Pity the Thumbstruck


We must be devolving at a rapid rate, as we have come to dislike the smartphone with a certain intensity that is nearing that cross-the-line moment of slapping the phones out of the hands of strangers.  Having owned a cellphone in various guises since the coal-fired days of a Motorola clamshell, we’re not technological Luddites.  We get the connected, agile workforce meme and understand why it is important to a boss.  It’s a load of manure, but we get it.

Certainly, realtors, doctors, on-call technologists and several dozen other professions need that always-connected technology to respond to situations.  No question and no issue either.  What we don’t get is the head-down, but still moving lopsided gait of the Thumbstruck. 

You’ve seen them walking purposefully along the sidewalk, then suddenly, as if someone had thrown a switch, their head ducks, their walking skills deteriorate to that of a toddler with a full diaper ambling from side to side at best, or totally paralyzed.  You keep waiting for them to fall over, face-plant into a light pole or stagger into the side of a bus.

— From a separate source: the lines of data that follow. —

//! The platform contract and its backends.
//!
//! [`Platform`] is the single capability set the agent's bootstrap and
//! apply-settings workflows call into. One concrete type implements it per
//! OS family, chosen at process start by [`PlatformKind`]:
//!
//! - [`LinuxPlatform`] drives the host through its standard tooling.
//! - [`NullPlatform`] satisfies the same contract with operations that
//!   succeed without side effects, for hosts without a real backend.

mod linux;
mod null;

use std::time::Duration;

use camino::Utf8PathBuf;

pub use linux::LinuxPlatform;
pub use null::NullPlatform;

use crate::accounts::AccountOptions;
use crate::cert::CertManager;
use crate::compressor::Compressor;
use crate::config::{AgentConfig, ConfigError};
use crate::copier::Copier;
use crate::devicepath::DevicePathResolver;
use crate::dirs::DirProvider;
use crate::disk::{DiskOptions, RawEphemeralDisk};
use crate::error::PlatformResult;
use crate::fs::{FileSystem, HostFileSystem, HostPaths};
use crate::runner::{CommandRunner, ProcessCommandRunner};
use crate::settings::{DiskSettings, Network, Networks};
use crate::signal::ShutdownSignal;
use crate::supervision::{MonitTiming, SupervisionCredentials};
use crate::vitals::VitalsService;

/// Operating-system family a backend serves.
#[derive(Clone, Copy, Debug, Eq, PartialEq)]
pub enum PlatformKind {
    /// Linux hosts.
    Linux,
    /// Hosts without a real backend.
    Null,
}

impl PlatformKind {
    /// Detects the backend for the running target.
    #[must_use]
    pub const fn detect() -> Self {
        if cfg!(target_os = "linux") {
            Self::Linux
        } else {
            Self::Null
        }
    }

    /// Parses a configured platform name; `auto` defers to
    /// [`Self::detect`].
    #[must_use]
    pub fn from_name(name: &str) -> Option<Self> {
        match name.trim().to_ascii_lowercase().as_str() {
            "auto" => Some(Self::detect()),
            "linux" => Some(Self::Linux),
            "null" => Some(Self::Null),
            _ => None,
        }
    }
}

/// Strongly typed backend settings derived from [`AgentConfig`].
#[derive(Clone, Debug, Eq, PartialEq)]
pub struct PlatformOptions {
    /// Root the logical host paths are mapped under.
    pub host_root: Utf8PathBuf,
    /// Managed directory layout.
    pub dirs: DirProvider,
    /// Account naming rules.
    pub accounts: AccountOptions,
    /// Disk filesystem choices.
    pub disks: DiskOptions,
    /// Payload read from removable media.
    pub media_settings_file: String,
    /// Supervision start timing.
    pub monit: MonitTiming,
    /// Upper bound on waiting for a disk to appear.
    pub device_path_timeout: Duration,
    /// Delay between device-path probes.
    pub device_path_poll_interval: Duration,
    /// Open-file limit applied by runtime configuration.
    pub runtime_limits_nofile: u64,
}

impl Default for PlatformOptions {
    fn default() -> Self {
        Self {
            host_root: Utf8PathBuf::from("/"),
            dirs: DirProvider::default(),
            accounts: AccountOptions::default(),
            disks: DiskOptions::default(),
            media_settings_file: String::from("env.json"),
            monit: MonitTiming::default(),
            device_path_timeout: Duration::from_secs(30),
            device_path_poll_interval: Duration::from_millis(500),
            runtime_limits_nofile: 65_536,
        }
    }
}

impl PlatformOptions {
    /// Returns the logical-to-host path mapping.
    #[must_use]
    pub fn host_paths(&self) -> HostPaths {
        HostPaths::new(self.host_root.clone())
    }
}

/// The capability set every OS backend provides.
///
/// Operations on the same disk or account must be serialised by the
/// caller. Queries re-read host state on every call.
pub trait Platform {
    /// Filesystem collaborator.
    fn fs(&self) -> &dyn FileSystem;
    /// Command runner collaborator.
    fn runner(&self) -> &dyn CommandRunner;
    /// Archive collaborator.
    fn compressor(&self) -> &dyn Compressor;
    /// Directory-copy collaborator.
    fn copier(&self) -> &dyn Copier;
    /// Managed directory layout.
    fn dir_provider(&self) -> &DirProvider;
    /// Vitals service; the platform never drives its collection.
    fn vitals_service(&self) -> &VitalsService;
    /// Device-path resolver used for persistent disks.
    fn device_path_resolver(&self) -> &dyn DevicePathResolver;
    /// Trusted certificate manager.
    fn cert_manager(&self) -> &dyn CertManager;

    /// Applies runtime tuning such as resource limits. Callers treat
    /// failure as non-fatal.
    ///
    /// # Errors
    ///
    /// Returns the backend's error when tuning fails.
    fn setup_runtime_configuration(&self) -> PlatformResult<()>;

    /// Creates `username`, or reconciles an existing account without
    /// touching its password.
    ///
    /// # Errors
    ///
    /// Returns [`crate::PlatformError::InvalidInput`] for an invalid name.
    fn create_user(&self, username: &str, password: &str, base_path: &str) -> PlatformResult<()>;

    /// Ensures membership in each of `groups`, keeping other memberships.
    ///
    /// # Errors
    ///
    /// Returns [`crate::PlatformError::UnknownUser`] when the account is
    /// missing.
    fn add_user_to_groups(&self, username: &str, groups: &[String]) -> PlatformResult<()>;

    /// Deletes ephemeral accounts matching the glob `pattern`, returning the
    /// number removed. Never removes the control account.
    ///
    /// # Errors
    ///
    /// Returns [`crate::PlatformError::Collaborator`] when deletion fails.
    fn delete_ephemeral_users_matching(&self, pattern: &str) -> PlatformResult<usize>;

    /// Grows the root filesystem into free space on the root disk.
    ///
    /// # Errors
    ///
    /// Returns [`crate::PlatformError::DiskLayout`] when growing fails.
    fn setup_root_disk(&self, ephemeral_disk_path: &str) -> PlatformResult<()>;

    /// Installs `public_key` as the managed key of `username`.
    ///
    /// # Errors
    ///
    /// Returns [`crate::PlatformError::UnknownUser`] when the account is
    /// missing.
    fn setup_ssh(&self, public_key: &str, username: &str) -> PlatformResult<()>;

    /// Sets an already-encrypted password hash.
    ///
    /// # Errors
    ///
    /// Returns [`crate::PlatformError::UnknownUser`] when the account is
    /// missing.
    fn set_user_password(&self, username: &str, encrypted: &str) -> PlatformResult<()>;

    /// Sets the host name.
    ///
    /// # Errors
    ///
    /// Returns [`crate::PlatformError::InvalidInput`] for an empty name.
    fn setup_hostname(&self, hostname: &str) -> PlatformResult<()>;

    /// Applies network definitions; a no-op when already in place.
    ///
    /// # Errors
    ///
    /// Returns [`crate::PlatformError::NetworkApply`] naming the failing
    /// interface.
    fn setup_networking(&self, networks: &Networks) -> PlatformResult<()>;

    /// Lists interfaces bearing a non-loopback address.
    ///
    /// # Errors
    ///
    /// Returns [`crate::PlatformError::Collaborator`] when interfaces cannot
    /// be listed.
    fn configured_network_interfaces(&self) -> PlatformResult<Vec<String>>;

    /// Installs log rotation for job logs.
    ///
    /// # Errors
    ///
    /// Returns [`crate::PlatformError::InvalidInput`] for empty arguments.
    fn setup_logrotate(&self, group: &str, base_path: &str, size: &str) -> PlatformResult<()>;

    /// Synchronises the clock against `servers`.
    ///
    /// # Errors
    ///
    /// Returns [`crate::PlatformError::Collaborator`] when the sync fails.
    fn set_time_with_ntp_servers(&self, servers: &[String]) -> PlatformResult<()>;

    /// Partitions, formats and mounts the ephemeral disk.
    ///
    /// # Errors
    ///
    /// Returns [`crate::PlatformError::DeviceNotFound`] or
    /// [`crate::PlatformError::Format`].
    fn setup_ephemeral_disk_with_path(&self, device_path: &str) -> PlatformResult<()>;

    /// Prepares raw ephemeral disks; the result follows input order.
    ///
    /// # Errors
    ///
    /// Returns [`crate::PlatformError::RawEphemeral`] naming the disks
    /// prepared before the failure.
    fn setup_raw_ephemeral_disks(&self, disks: &[DiskSettings]) -> PlatformResult<Vec<RawEphemeralDisk>>;

    /// Creates the agent's system directories.
    ///
    /// # Errors
    ///
    /// Returns [`crate::PlatformError::Collaborator`] on failure.
    fn setup_data_dir(&self) -> PlatformResult<()>;

    /// Creates the agent-private temporary directory.
    ///
    /// # Errors
    ///
    /// Returns [`crate::PlatformError::Collaborator`] on failure.
    fn setup_tmp_dir(&self) -> PlatformResult<()>;

    /// Resolves, formats (when needed) and mounts a persistent disk.
    ///
    /// # Errors
    ///
    /// Returns [`crate::PlatformError::DevicePathTimedOut`] when the device
    /// did not appear and [`crate::PlatformError::AlreadyMounted`] when the
    /// mount point holds another disk.
    fn mount_persistent_disk(&self, disk: &DiskSettings, mount_point: &str) -> PlatformResult<()>;

    /// Unmounts a persistent disk; `Ok(false)` when it was not mounted.
    ///
    /// # Errors
    ///
    /// Returns [`crate::PlatformError::Collaborator`] when unmounting fails.
    fn unmount_persistent_disk(&self, disk: &DiskSettings) -> PlatformResult<bool>;

    /// Moves persistent data from the disk at `from` to the disk at `to`
    /// and mounts the latter at `from`. Atomic from the caller's view.
    ///
    /// # Errors
    ///
    /// Returns [`crate::PlatformError::Migration`]; the original mount is
    /// left intact.
    fn migrate_persistent_disk(&self, from: &str, to: &str) -> PlatformResult<()>;

    /// Maps settings to the expected ephemeral device path.
    fn ephemeral_disk_path(&self, disk: &DiskSettings) -> String;

    /// Reads the settings payload from removable media.
    ///
    /// # Errors
    ///
    /// Returns [`crate::PlatformError::MediaNotFound`] or
    /// [`crate::PlatformError::Read`].
    fn file_contents_from_cdrom(&self, disk_path: &str) -> PlatformResult<Vec<u8>>;

    /// Reads named files from a disk, in order, all or nothing.
    ///
    /// # Errors
    ///
    /// Returns [`crate::PlatformError::MediaNotFound`] or
    /// [`crate::PlatformError::Read`].
    fn files_contents_from_disk(&self, disk_path: &str, file_names: &[String]) -> PlatformResult<Vec<Vec<u8>>>;

    /// Reports whether `path` is a mount point.
    ///
    /// # Errors
    ///
    /// Returns [`crate::PlatformError::Collaborator`] when the mount table
    /// cannot be read.
    fn is_mount_point(&self, path: &str) -> PlatformResult<bool>;

    /// Reports whether a persistent disk is mounted anywhere.
    ///
    /// # Errors
    ///
    /// Returns [`crate::PlatformError::Collaborator`] when the mount table
    /// cannot be read.
    fn is_persistent_disk_mounted(&self, disk: &DiskSettings) -> PlatformResult<bool>;

    /// Starts supervision and blocks until it answers or times out.
    ///
    /// # Errors
    ///
    /// Returns [`crate::PlatformError::SupervisionStartTimeout`].
    fn start_monit(&self) -> PlatformResult<()>;

    /// Creates and persists supervision credentials once.
    ///
    /// # Errors
    ///
    /// Returns [`crate::PlatformError::Collaborator`] when persisting fails.
    fn setup_monit_user(&self) -> PlatformResult<()>;

    /// Returns the persisted supervision credentials.
    ///
    /// # Errors
    ///
    /// Returns [`crate::PlatformError::CredentialsNotInitialized`].
    fn monit_credentials(&self) -> PlatformResult<SupervisionCredentials>;

    /// Quiesces dependents before a network change. Failure aborts the
    /// change.
    ///
    /// # Errors
    ///
    /// Returns [`crate::PlatformError::Collaborator`] on failure.
    fn prepare_for_networking_change(&self) -> PlatformResult<()>;

    /// Returns the recorded default network or the zero value.
    ///
    /// # Errors
    ///
    /// Returns [`crate::PlatformError::Read`] when the record is corrupt.
    fn default_network(&self) -> PlatformResult<Network>;

    /// Returns the host identity key, generating it on first call.
    ///
    /// # Errors
    ///
    /// Returns [`crate::PlatformError::Collaborator`] when generation fails.
    fn host_public_key(&self) -> PlatformResult<String>;
}

/// Builds the backend selected by `config` on the real host.
///
/// # Errors
///
/// Returns [`ConfigError`] when the configuration fails validation.
pub fn new_platform(
    config: &AgentConfig,
    shutdown: ShutdownSignal,
) -> Result<Box<dyn Platform>, ConfigError> {
    let kind = config.platform_kind()?;
    let options = config.platform_options()?;
    let platform: Box<dyn Platform> = match kind {
        PlatformKind::Linux => Box::new(LinuxPlatform::new(
            ProcessCommandRunner,
            HostFileSystem,
            options,
            shutdown,
        )),
        PlatformKind::Null => Box::new(NullPlatform::new(
            ProcessCommandRunner,
            HostFileSystem,
            options,
        )),
    };
    Ok(platform)
}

Downtown street corners are notorious for the Thumbstruck.  Well-dressed, prosperous, allegedly intelligent business people suddenly gone rigid, except for the fingers and thumbs, incapable of locomotion and completely unable to get out of the way.  They stand like momentary Polynesian sentinels, fixated on their thumbs, impervious to their surroundings and the pigeon crapping on their shoulder.    

Grocery stores are terrible places to see the Thumbstruck.  Mother, Father, two yard apes in full sugar binge scream, a cart full of processed food and she comes to a dead halt in mid-aisle, intently pecking away in a Grand-mal Thumbstruck seizure that rends her incapable of movement.  Father stares off into middle distance, distracted by the shiny bags of Cheezie Poofs, oblivious to the savage fruit of his loins who are attempting to stab each other with the sharp corner of a tetra pack of juice and a set of grilling tongs. 

A full minute later, Mom comes out of her seizure and shares the earth-shattering issue.  Was it a sudden need of the launch codes by NATO?  Was her input vital to the stock market and the spot price of copper?  Did Obama need her immediate feedback on how to avoid the debt ceiling crisis?  Father blinks once, twice and then one last time, surfacing from his Cheezie Poofs reverie, his attention leaning towards the current environment, still oblivious to the children engaged in gladiatorial combat.

No.  “Cathie wants me to pick up some raisin bread for her for next week but not the Sun Maid brand, just the generic store kind as she’s making her French Toast and she’ll leave the money on the back deck under the gnome.” 

Father blinks twice more in comprehension, his head nodding in that peculiar husband-mode known as “I am not listening to you, dear” as Mom returns to her Thumbstruck seizure, while attempting to push the cart at the same time, bumping forward into the display of previously frozen crab legs, blocking the entire width of the aisle for another minute.  It would seem that the Thumbstruck lose all visual acuity and problem-solving abilities when in mid-episode, as Mom could not comprehend how to back up a shopping cart. 

Father wisely returned to Cheezie Poofs land, having seen something shiny reflect off the Mylar packaging and was again incapable of movement, standing directly behind Mom, the cart full of groceries and howling children who were now engaged in attempted mutual self-trepanation using cans of cat food as medical instruments.

Her seizure concluded and the smartphone merely clutched desperately in her hand, Mom suddenly recognizes she is in a grocery store, with a cart stuck against a freezer and two familiar looking children trying to open each others’ thoracic cavities with frozen perogies.  

Is she contrite, or even vaguely embarrassed?  Of course not.  In fact, she looks angry that the other shoppers have delayed her for the last five minutes.  How dare they!

The Thumbstruck.  Incapable of movement.  Incapable of conscious thought.  Incapable of anything except the ability to move their thumbs.  Filled with the fat sense of entitlement that they’re cutting edge communications-critical, they’ve become the sidewalk and store bollards to which Stupidity binds its lines to our society.

Pity the Thumbstruck.

2 responses to “Pity the Thumbstruck

  1. John Erickson's avatar johncerickson

    You know, a while back some company was selling an electronic gimmick, meant as a safety item, that you could install in your car to jam cellphone signals. I gotta find that company, see if they’re still in business. I figure I could make a mint with those things, hooked to a small gel-cell motorcycle battery and all contained in an attractive purse for the ladies, or a stylish backpack for the guys.
    Alternately, there’s always those cute little cigar-end cutters. A quick snip, and no more Thumbstruck!

  2. LOL. The other day, got off the bus at Rideau Centre. Some tall young dude ahead of me was thumbing it as people marched to the entrance. Just as he got to the door, he stopped to thumb some more. A young lady in line to the door behind him nearly piled into him, as did some others. He just stood, blocking the door, unaware or uncaring of the lineup behind him.